• [Problem details] Return only the number of lines in the entries below that hold the word "wires".

(Collected data entries)
——————————

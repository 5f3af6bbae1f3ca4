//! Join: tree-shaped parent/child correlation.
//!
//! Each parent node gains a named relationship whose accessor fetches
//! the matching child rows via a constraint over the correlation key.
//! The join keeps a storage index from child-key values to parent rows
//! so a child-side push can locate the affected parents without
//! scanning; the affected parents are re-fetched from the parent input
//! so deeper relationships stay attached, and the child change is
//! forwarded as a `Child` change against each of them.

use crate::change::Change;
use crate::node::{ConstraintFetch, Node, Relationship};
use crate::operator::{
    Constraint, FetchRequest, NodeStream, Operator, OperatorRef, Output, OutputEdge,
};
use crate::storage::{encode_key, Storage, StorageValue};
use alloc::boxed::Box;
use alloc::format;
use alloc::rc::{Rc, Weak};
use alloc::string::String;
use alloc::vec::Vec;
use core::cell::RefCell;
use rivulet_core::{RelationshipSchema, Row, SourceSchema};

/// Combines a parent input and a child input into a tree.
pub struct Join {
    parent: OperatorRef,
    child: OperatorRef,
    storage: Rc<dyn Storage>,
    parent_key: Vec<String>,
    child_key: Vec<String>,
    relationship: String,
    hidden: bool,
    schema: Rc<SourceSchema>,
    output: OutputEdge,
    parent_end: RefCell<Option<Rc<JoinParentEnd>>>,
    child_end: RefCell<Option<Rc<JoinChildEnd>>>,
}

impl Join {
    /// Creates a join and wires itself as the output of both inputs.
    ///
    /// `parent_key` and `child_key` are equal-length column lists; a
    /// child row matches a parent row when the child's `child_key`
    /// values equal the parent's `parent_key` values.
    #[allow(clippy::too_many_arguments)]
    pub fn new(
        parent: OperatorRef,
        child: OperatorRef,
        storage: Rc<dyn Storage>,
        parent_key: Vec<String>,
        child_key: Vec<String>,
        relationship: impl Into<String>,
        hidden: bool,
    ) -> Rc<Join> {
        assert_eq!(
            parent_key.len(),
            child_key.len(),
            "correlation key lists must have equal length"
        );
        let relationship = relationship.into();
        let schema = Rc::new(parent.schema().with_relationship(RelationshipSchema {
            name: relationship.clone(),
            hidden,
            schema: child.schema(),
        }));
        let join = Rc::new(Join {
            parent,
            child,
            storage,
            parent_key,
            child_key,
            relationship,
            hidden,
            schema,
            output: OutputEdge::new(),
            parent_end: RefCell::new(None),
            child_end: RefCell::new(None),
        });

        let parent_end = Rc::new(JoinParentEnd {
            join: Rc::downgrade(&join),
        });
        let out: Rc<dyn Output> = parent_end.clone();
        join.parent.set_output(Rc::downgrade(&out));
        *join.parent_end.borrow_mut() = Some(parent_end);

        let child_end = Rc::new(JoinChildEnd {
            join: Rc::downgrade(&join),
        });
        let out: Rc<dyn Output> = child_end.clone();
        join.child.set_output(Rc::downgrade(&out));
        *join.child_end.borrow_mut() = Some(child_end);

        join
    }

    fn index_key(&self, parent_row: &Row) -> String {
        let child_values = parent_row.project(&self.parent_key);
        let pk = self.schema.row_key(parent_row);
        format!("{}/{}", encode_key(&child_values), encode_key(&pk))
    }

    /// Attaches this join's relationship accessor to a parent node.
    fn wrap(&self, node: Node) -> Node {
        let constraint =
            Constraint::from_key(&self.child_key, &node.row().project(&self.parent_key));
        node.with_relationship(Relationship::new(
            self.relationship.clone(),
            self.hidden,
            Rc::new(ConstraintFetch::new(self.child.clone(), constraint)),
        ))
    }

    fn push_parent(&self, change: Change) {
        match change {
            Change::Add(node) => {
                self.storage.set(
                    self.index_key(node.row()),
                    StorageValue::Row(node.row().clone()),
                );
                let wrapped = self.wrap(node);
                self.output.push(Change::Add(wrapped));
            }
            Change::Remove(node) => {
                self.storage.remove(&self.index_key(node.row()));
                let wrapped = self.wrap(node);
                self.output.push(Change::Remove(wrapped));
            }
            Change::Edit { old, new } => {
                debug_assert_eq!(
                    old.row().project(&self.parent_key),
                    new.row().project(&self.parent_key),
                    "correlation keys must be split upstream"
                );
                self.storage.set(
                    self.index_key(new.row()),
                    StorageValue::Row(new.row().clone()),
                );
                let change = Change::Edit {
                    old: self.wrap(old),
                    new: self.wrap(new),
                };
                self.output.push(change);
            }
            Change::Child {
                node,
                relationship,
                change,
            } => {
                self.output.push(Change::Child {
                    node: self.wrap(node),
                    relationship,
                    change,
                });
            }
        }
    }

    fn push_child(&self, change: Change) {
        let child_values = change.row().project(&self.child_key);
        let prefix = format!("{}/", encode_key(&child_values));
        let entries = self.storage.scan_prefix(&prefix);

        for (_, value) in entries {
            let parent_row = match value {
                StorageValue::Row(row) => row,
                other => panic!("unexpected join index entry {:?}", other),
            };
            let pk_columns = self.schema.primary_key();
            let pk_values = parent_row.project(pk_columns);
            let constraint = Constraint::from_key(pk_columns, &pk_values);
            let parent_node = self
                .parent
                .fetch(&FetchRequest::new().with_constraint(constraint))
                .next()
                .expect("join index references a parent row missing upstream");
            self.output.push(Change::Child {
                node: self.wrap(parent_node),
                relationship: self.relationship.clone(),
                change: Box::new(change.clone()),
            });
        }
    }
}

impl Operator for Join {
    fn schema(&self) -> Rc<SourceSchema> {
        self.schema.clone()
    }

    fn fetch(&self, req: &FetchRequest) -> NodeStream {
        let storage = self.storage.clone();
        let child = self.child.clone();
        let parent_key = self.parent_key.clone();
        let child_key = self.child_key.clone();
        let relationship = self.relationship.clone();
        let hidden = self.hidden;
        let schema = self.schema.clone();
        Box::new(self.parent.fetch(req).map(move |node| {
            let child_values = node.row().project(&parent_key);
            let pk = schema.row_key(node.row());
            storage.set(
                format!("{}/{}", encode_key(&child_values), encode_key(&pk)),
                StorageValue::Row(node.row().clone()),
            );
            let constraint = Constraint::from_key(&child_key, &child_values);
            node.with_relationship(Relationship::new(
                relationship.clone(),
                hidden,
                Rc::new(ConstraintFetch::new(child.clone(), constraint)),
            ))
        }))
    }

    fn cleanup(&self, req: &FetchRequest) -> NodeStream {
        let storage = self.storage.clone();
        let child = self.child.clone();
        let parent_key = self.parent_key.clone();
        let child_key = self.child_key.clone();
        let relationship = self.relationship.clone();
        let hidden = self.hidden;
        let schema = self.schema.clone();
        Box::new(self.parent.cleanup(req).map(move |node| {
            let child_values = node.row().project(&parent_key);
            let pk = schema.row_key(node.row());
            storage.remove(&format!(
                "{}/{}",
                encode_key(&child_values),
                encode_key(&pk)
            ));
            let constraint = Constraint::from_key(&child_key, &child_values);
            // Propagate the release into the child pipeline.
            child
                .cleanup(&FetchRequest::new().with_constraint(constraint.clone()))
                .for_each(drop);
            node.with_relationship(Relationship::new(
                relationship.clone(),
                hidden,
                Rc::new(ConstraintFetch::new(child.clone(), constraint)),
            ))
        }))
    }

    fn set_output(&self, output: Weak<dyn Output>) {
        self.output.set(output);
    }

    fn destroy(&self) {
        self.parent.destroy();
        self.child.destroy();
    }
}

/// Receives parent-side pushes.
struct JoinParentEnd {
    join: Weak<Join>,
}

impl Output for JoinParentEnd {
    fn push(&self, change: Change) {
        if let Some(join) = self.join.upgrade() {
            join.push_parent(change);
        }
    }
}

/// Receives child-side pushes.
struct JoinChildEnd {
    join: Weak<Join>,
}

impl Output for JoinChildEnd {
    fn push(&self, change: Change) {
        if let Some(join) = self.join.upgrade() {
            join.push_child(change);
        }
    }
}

——————————

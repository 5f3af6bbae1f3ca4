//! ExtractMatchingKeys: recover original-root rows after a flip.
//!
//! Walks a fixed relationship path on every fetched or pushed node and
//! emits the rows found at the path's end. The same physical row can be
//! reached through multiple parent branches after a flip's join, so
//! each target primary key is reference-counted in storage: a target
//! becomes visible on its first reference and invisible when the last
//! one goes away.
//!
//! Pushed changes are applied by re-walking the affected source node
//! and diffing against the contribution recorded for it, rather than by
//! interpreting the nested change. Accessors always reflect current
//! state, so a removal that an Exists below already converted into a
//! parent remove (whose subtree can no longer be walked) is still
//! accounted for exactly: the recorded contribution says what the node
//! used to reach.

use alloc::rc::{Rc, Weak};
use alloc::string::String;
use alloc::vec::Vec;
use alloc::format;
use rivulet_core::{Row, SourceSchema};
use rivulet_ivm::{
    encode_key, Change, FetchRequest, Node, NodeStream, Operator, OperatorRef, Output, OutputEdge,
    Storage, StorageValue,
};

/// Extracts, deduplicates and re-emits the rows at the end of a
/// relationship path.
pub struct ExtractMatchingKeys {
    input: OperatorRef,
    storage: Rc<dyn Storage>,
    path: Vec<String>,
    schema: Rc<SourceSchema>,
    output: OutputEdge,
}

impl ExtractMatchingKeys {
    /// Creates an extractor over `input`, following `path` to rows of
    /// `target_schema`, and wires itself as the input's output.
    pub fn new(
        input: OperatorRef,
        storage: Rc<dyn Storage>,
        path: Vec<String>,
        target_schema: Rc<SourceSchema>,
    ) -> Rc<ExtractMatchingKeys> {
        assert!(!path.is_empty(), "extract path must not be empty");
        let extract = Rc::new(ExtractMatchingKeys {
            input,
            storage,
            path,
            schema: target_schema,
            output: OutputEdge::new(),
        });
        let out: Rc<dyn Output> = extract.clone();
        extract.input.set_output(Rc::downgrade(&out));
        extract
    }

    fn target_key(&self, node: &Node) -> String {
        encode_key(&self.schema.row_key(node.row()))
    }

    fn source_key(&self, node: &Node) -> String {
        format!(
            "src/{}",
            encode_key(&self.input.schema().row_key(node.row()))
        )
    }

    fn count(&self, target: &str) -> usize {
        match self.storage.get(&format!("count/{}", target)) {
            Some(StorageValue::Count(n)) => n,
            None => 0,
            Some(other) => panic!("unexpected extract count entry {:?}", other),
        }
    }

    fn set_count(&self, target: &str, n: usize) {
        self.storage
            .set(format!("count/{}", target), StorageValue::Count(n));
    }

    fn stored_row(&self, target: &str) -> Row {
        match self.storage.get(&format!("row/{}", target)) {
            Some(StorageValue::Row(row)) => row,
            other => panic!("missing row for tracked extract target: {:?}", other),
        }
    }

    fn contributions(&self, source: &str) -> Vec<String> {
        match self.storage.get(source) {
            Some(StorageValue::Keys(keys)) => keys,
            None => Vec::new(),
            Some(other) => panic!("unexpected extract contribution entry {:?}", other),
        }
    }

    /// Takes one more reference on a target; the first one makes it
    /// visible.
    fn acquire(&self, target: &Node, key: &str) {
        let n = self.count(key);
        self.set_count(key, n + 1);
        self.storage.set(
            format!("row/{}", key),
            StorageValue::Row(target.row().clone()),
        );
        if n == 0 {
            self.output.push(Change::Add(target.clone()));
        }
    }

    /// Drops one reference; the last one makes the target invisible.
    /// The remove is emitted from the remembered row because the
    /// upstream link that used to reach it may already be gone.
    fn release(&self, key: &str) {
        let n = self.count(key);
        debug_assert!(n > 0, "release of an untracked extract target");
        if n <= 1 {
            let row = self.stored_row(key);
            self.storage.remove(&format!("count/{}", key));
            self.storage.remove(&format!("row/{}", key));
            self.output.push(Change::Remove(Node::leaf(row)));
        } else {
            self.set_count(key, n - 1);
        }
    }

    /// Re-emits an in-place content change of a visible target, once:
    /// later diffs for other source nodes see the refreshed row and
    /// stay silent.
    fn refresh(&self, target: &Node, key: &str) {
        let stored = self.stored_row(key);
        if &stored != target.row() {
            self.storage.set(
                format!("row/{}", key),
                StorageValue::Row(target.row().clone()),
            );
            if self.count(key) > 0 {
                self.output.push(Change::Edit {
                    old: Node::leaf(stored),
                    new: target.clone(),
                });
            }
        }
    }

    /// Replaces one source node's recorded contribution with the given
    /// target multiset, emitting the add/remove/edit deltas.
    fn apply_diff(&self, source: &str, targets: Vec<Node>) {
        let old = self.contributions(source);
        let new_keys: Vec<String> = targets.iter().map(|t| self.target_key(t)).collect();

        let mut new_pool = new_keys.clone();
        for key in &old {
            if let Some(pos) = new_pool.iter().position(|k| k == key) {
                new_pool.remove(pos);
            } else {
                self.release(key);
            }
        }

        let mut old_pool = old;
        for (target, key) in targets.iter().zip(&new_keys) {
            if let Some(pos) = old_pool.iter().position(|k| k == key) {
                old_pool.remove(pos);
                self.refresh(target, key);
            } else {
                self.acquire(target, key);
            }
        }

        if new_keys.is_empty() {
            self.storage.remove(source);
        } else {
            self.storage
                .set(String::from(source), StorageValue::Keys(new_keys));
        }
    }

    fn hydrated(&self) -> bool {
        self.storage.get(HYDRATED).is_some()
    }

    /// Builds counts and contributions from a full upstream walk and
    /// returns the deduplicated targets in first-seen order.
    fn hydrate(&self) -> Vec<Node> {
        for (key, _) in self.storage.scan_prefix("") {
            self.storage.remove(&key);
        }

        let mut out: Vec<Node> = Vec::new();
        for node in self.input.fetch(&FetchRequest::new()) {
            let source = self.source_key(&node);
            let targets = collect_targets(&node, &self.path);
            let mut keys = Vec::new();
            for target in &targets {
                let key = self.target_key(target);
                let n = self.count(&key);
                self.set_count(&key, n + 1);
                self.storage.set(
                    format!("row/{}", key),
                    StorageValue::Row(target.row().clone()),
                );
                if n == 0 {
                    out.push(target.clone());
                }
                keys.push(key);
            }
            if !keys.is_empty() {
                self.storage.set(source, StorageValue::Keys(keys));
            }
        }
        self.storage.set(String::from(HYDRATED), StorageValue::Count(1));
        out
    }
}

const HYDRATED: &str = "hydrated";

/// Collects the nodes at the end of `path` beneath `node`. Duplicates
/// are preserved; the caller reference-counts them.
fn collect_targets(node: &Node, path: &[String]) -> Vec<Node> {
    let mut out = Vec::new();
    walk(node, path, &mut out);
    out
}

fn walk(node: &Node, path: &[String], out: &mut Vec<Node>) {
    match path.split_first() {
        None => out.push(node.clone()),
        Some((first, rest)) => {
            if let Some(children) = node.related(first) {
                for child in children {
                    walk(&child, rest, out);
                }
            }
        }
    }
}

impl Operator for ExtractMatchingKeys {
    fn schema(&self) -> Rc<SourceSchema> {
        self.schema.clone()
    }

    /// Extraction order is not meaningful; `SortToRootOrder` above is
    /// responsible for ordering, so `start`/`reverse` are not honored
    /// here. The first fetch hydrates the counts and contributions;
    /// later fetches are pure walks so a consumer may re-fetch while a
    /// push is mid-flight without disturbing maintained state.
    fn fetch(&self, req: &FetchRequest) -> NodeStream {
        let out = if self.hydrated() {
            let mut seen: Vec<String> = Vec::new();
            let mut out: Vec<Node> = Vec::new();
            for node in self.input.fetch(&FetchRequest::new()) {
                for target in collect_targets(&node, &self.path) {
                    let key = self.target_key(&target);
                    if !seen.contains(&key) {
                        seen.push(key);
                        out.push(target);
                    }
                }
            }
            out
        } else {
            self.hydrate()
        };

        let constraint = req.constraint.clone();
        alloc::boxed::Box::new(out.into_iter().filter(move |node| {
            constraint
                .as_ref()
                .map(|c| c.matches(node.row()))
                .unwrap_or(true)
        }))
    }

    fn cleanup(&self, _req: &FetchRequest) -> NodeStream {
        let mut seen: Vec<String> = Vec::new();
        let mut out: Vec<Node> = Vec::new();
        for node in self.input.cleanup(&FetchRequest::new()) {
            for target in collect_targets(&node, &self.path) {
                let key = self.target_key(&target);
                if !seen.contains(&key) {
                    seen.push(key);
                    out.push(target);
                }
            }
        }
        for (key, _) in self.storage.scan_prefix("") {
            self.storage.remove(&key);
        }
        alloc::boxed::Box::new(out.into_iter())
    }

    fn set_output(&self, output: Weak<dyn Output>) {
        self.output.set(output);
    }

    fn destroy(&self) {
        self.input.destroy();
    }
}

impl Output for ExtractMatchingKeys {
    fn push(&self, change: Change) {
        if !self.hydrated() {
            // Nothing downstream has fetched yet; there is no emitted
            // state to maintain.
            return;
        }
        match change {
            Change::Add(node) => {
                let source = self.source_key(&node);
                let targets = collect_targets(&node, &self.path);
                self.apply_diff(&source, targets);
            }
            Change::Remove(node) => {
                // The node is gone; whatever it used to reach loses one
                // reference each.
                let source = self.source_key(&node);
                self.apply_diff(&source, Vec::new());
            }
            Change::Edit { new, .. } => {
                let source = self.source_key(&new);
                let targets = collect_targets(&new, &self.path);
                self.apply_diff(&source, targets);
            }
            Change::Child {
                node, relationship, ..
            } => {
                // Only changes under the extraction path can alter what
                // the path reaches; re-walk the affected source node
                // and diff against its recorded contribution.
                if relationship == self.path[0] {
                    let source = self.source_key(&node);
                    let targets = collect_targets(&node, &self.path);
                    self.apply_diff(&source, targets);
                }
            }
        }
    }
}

——————————

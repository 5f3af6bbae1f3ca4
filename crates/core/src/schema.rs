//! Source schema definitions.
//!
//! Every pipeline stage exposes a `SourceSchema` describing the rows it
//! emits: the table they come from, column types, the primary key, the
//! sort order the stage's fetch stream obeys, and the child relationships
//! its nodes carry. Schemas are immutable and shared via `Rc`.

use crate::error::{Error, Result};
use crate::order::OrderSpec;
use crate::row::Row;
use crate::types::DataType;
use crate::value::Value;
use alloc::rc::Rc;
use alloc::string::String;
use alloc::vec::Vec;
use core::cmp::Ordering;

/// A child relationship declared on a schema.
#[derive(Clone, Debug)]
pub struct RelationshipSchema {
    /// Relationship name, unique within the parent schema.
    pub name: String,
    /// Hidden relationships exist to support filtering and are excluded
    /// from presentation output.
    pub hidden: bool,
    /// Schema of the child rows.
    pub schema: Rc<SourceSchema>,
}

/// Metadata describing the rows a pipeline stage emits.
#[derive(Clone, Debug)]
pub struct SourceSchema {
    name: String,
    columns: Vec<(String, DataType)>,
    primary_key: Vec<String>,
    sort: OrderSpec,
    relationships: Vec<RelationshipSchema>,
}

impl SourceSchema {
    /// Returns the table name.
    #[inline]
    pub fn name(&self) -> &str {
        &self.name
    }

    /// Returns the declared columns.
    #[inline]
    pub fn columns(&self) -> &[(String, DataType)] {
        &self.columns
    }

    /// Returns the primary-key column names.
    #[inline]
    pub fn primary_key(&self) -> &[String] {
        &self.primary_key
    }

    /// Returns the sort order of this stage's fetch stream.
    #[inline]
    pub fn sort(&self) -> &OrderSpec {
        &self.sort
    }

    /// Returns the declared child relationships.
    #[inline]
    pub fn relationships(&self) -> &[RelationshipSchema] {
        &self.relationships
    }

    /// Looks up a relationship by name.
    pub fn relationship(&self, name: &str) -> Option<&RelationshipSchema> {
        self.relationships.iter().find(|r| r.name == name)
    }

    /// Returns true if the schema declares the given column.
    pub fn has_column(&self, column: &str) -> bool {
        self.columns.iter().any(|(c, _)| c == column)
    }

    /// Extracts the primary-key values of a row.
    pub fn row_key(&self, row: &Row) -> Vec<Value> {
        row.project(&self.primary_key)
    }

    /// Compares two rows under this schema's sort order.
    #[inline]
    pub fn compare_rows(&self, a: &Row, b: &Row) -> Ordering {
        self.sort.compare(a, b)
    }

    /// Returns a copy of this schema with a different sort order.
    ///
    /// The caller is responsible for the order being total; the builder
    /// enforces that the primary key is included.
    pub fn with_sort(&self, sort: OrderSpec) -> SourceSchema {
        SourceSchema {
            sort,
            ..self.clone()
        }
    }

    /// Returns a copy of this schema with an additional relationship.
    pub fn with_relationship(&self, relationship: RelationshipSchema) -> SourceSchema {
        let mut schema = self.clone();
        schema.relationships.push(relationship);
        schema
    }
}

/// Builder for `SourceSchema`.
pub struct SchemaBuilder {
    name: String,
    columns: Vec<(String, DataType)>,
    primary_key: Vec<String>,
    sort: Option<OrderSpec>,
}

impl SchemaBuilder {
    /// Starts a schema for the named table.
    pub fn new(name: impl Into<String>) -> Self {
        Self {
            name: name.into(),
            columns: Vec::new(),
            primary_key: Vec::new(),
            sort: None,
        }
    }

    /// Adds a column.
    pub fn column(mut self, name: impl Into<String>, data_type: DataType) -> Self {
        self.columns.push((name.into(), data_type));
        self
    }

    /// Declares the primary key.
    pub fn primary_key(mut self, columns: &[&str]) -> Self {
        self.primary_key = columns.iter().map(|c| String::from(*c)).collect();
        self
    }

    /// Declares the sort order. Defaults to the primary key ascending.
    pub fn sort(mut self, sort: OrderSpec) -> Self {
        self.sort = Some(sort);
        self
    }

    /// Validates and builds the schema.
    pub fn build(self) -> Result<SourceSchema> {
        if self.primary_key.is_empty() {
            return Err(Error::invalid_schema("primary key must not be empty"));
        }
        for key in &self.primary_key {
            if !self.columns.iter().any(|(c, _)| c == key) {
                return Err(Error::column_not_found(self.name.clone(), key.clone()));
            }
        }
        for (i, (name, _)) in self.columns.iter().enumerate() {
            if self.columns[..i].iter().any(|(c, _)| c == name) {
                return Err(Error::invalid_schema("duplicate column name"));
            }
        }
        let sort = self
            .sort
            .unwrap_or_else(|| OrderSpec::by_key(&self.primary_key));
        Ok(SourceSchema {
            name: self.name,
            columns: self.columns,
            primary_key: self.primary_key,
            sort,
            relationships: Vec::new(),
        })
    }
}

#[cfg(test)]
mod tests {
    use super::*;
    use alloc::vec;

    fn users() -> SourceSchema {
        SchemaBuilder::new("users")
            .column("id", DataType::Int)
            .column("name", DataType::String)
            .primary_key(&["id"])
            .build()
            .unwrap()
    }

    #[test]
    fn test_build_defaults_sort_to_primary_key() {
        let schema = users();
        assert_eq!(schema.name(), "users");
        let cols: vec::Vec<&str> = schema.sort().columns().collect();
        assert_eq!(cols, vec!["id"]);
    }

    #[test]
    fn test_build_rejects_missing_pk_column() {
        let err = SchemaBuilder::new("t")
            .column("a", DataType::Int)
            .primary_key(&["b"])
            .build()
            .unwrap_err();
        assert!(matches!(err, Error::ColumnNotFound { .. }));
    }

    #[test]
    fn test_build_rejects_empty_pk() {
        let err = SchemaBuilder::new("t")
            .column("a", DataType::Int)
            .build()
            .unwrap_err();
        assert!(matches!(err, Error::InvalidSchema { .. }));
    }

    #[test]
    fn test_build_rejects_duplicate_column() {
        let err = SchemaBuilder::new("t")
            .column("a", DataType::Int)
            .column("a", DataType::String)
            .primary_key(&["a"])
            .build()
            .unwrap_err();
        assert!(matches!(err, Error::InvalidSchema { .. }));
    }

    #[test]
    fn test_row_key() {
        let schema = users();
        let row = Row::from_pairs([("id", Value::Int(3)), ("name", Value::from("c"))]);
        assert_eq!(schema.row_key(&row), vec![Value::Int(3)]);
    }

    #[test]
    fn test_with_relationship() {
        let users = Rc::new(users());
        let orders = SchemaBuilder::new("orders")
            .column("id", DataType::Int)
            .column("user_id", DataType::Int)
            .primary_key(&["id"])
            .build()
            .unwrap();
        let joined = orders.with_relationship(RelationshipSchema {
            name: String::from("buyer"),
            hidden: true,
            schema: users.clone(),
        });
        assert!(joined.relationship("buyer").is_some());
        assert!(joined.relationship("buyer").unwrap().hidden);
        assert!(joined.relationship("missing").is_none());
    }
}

——————————

• [Response for this exercise] 2